- **Material for this exercise**:
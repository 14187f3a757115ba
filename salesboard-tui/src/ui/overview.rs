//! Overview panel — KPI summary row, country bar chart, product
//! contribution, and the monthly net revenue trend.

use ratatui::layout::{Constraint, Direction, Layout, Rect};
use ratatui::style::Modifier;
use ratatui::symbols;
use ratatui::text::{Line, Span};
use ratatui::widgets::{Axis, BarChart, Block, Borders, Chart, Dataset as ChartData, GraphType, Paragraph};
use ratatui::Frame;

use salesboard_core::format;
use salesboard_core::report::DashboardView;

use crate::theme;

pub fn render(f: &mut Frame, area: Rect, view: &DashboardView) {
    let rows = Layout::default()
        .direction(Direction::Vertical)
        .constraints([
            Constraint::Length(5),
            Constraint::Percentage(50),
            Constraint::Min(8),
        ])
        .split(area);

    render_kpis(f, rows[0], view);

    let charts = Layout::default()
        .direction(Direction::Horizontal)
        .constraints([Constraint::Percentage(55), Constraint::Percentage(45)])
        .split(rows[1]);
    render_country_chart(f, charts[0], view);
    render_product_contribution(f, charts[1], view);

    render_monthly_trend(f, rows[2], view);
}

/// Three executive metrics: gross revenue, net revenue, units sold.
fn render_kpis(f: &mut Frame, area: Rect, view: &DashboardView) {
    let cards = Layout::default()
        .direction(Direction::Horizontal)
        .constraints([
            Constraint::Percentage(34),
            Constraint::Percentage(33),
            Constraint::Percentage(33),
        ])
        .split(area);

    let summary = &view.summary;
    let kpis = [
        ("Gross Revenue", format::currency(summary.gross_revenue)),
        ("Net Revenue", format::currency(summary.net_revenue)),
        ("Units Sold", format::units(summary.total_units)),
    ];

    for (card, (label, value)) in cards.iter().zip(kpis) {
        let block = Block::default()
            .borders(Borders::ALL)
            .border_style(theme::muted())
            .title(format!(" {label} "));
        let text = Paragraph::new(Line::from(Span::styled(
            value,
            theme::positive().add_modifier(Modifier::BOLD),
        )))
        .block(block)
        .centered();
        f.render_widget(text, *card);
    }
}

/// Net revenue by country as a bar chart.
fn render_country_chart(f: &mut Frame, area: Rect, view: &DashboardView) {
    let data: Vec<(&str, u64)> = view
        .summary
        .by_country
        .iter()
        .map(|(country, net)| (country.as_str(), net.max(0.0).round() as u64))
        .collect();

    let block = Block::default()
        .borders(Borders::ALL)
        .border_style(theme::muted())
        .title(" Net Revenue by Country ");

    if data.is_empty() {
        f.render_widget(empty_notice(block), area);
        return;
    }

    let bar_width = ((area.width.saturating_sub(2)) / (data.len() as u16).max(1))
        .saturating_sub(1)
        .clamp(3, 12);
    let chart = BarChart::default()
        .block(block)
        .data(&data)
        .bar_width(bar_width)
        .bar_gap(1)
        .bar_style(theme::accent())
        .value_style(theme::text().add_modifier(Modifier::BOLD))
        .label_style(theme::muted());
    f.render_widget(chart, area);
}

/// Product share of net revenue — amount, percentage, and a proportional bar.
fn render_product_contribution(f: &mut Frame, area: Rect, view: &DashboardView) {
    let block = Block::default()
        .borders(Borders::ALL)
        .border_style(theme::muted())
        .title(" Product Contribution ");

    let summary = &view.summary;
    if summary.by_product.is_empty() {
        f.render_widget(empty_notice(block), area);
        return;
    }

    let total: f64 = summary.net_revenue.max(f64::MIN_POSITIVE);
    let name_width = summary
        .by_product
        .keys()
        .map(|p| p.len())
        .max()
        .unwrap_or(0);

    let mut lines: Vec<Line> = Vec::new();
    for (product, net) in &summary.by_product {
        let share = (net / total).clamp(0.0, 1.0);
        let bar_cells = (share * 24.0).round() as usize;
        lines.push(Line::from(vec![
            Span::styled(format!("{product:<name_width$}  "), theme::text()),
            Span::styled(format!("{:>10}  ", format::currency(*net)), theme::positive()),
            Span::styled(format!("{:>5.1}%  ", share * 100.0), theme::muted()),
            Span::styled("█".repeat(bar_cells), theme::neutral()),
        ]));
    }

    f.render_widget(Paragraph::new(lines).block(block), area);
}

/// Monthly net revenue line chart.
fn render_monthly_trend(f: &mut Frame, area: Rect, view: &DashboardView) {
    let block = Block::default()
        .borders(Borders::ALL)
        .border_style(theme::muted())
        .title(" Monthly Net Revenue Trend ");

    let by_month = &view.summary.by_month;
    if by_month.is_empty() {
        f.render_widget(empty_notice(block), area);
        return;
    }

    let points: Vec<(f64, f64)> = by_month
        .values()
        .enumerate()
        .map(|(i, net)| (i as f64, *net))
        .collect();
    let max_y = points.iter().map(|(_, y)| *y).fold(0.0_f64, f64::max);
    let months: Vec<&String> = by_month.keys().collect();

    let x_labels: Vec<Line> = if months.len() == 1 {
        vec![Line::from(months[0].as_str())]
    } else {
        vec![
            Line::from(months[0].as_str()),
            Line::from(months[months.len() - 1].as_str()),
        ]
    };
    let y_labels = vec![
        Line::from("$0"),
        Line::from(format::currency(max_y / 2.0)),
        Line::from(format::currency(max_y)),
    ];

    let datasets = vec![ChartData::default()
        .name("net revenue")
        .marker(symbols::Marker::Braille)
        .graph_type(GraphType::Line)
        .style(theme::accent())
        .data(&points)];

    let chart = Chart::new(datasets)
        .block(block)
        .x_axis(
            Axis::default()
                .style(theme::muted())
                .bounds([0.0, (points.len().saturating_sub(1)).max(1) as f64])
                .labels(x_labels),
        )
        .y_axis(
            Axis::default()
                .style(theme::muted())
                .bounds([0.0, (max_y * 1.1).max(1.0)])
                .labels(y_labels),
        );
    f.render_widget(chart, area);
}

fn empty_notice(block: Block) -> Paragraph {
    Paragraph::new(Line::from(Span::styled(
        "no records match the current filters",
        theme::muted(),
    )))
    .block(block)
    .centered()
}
...
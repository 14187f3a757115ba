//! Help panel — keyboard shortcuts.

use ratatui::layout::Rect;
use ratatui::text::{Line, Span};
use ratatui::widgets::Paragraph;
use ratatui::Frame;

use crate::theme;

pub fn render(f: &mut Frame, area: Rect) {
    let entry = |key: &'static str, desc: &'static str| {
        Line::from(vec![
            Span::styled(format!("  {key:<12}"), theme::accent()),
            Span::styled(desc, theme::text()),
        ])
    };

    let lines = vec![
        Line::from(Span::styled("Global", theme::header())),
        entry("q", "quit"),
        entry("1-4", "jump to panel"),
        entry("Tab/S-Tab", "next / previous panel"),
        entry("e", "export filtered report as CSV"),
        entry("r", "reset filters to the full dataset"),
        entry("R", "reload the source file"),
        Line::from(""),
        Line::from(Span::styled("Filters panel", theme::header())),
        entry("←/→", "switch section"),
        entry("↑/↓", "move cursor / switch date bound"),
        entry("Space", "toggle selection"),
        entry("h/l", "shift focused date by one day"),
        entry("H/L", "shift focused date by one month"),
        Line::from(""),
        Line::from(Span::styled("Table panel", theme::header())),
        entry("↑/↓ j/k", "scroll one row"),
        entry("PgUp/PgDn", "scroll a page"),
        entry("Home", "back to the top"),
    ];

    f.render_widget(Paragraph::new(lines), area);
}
--
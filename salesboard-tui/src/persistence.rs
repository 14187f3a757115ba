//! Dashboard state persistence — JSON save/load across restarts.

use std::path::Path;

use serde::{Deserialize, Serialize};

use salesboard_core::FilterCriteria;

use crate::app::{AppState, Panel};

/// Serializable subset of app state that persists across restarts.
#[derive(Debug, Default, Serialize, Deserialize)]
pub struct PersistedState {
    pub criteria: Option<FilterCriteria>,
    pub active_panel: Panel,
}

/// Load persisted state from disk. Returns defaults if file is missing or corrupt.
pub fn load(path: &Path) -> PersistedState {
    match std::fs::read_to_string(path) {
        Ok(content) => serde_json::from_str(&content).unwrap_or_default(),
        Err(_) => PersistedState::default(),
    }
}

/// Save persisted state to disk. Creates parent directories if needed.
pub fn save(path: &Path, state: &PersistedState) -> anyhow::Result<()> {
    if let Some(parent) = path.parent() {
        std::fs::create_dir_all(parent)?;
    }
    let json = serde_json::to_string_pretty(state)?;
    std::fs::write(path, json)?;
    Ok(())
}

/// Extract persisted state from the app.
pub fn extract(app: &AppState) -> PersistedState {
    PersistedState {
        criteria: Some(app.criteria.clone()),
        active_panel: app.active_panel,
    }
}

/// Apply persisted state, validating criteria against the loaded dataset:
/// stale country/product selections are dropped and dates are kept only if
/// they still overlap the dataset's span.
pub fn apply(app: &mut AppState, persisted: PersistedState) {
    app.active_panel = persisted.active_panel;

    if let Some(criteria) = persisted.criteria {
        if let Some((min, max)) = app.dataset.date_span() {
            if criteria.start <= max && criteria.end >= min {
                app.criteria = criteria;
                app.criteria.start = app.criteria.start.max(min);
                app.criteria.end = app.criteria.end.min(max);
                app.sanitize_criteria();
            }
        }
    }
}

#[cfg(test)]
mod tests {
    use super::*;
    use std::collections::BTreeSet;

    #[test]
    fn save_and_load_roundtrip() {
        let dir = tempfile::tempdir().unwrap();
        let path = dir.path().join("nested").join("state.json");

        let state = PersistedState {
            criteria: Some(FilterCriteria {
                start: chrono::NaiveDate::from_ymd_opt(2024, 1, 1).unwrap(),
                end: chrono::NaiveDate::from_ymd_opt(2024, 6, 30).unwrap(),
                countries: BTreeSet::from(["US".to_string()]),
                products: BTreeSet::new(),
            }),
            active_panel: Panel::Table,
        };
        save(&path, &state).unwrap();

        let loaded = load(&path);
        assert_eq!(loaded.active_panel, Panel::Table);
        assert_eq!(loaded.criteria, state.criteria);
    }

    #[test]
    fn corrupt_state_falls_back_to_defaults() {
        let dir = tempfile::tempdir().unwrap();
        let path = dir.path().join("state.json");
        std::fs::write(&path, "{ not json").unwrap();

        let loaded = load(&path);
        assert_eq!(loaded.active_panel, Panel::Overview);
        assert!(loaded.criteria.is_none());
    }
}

- **Your instructions**:
In the records, locate each line holding the string "text" and copy it.

- **Your solution**:
use ratatui::text::{Line, Span};
        let text = Paragraph::new(Line::from(Span::styled(
        f.render_widget(text, *card);
        .value_style(theme::text().add_modifier(Modifier::BOLD))
            Span::styled(format!("{product:<name_width$}  "), theme::text()),
use ratatui::text::{Line, Span};
            Span::styled(desc, theme::text()),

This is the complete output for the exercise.